═════ Data provided
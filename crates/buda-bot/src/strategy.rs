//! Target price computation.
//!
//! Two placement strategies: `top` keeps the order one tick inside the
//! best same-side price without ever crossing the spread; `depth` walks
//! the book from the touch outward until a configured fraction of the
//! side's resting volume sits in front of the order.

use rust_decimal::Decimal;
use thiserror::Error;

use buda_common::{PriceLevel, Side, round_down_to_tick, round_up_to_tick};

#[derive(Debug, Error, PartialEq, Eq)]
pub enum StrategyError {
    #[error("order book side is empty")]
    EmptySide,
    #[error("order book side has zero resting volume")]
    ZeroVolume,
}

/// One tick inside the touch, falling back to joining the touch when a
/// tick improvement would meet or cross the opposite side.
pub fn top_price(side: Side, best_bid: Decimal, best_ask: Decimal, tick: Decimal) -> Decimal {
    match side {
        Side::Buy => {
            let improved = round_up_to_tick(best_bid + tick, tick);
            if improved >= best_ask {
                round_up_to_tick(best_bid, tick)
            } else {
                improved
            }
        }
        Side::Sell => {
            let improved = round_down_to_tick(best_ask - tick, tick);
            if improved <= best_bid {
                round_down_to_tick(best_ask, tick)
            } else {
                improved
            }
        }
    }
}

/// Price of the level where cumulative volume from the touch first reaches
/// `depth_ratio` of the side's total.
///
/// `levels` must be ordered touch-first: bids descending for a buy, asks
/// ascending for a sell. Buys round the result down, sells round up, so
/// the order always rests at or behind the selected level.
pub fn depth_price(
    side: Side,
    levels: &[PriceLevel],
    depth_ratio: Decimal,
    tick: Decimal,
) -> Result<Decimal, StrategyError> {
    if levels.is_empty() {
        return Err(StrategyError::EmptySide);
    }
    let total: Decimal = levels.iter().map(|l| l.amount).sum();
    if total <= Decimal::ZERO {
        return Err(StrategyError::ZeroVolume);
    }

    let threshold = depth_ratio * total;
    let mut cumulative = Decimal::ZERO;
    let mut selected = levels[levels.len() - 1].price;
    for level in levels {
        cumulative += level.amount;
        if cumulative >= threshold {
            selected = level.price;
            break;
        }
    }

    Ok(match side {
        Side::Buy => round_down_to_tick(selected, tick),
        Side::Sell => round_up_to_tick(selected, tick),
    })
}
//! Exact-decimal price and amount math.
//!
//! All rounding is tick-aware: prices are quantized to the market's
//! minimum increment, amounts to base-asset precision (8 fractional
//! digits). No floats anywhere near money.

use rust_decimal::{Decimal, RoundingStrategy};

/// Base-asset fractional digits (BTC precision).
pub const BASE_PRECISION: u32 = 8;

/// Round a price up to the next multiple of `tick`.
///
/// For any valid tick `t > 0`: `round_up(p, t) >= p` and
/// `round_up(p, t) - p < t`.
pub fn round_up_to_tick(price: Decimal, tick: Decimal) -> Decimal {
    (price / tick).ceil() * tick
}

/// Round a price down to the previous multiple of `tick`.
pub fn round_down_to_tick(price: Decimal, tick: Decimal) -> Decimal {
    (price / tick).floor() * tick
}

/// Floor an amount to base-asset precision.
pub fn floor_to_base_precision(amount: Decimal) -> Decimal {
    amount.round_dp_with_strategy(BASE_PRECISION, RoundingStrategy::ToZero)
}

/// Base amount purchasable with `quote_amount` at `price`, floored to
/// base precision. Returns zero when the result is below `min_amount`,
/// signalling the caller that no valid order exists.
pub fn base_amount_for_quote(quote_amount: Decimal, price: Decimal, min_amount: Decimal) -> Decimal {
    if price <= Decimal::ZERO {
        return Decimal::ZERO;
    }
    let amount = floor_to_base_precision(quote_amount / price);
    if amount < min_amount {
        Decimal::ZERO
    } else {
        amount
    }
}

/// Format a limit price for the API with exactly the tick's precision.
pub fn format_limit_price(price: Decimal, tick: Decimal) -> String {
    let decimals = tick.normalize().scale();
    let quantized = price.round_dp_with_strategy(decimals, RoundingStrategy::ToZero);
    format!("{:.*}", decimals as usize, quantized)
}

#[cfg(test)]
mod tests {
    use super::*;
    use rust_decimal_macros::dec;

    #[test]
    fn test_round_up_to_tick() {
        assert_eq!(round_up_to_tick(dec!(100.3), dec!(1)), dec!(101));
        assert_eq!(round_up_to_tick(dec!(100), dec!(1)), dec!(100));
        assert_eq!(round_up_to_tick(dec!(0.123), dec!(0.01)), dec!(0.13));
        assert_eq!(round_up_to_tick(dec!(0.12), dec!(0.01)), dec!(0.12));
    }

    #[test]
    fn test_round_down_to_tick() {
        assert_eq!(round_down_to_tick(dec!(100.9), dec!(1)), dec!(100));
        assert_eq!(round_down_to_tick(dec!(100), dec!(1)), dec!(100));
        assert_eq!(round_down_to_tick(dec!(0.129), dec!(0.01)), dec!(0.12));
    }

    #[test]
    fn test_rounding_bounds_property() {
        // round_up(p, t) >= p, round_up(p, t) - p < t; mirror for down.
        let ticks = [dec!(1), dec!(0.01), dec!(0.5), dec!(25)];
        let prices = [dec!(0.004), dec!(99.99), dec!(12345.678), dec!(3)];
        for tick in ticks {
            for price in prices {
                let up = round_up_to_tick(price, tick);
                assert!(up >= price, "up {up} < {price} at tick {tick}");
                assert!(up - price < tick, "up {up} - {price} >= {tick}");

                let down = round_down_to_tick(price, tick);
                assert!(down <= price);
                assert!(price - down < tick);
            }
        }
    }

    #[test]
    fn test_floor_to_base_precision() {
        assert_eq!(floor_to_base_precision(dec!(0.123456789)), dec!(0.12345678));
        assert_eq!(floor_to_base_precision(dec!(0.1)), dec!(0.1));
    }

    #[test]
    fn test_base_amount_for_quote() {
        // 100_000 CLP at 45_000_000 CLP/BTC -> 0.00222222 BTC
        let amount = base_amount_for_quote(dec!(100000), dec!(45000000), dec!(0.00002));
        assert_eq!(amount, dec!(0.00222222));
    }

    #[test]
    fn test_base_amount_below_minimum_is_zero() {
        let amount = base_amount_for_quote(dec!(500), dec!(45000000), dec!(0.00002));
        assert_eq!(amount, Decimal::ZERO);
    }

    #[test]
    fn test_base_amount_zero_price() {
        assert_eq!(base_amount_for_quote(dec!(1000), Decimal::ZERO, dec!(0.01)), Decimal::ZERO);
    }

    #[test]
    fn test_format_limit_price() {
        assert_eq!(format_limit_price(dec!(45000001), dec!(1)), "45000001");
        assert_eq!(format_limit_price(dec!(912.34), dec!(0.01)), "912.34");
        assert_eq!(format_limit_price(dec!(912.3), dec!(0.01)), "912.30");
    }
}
══════════
▶ [Work required]: Include the first line of the listing, the line with "if improved <= best_bid", and every line between them, each repeated exactly, and output only those.

▶ [Solution]:
filename crates/buda-bot/src/strategy.rs
//! Target price computation.
//!
//! Two placement strategies: `top` keeps the order one tick inside the
//! best same-side price without ever crossing the spread; `depth` walks
//! the book from the touch outward until a configured fraction of the
//! side's resting volume sits in front of the order.

use rust_decimal::Decimal;
use thiserror::Error;

use buda_common::{PriceLevel, Side, round_down_to_tick, round_up_to_tick};

#[derive(Debug, Error, PartialEq, Eq)]
pub enum StrategyError {
    #[error("order book side is empty")]
    EmptySide,
    #[error("order book side has zero resting volume")]
    ZeroVolume,
}

/// One tick inside the touch, falling back to joining the touch when a
/// tick improvement would meet or cross the opposite side.
pub fn top_price(side: Side, best_bid: Decimal, best_ask: Decimal, tick: Decimal) -> Decimal {
    match side {
        Side::Buy => {
            let improved = round_up_to_tick(best_bid + tick, tick);
            if improved >= best_ask {
                round_up_to_tick(best_bid, tick)
            } else {
                improved
            }
        }
        Side::Sell => {
            let improved = round_down_to_tick(best_ask - tick, tick);
            if improved <= best_bid {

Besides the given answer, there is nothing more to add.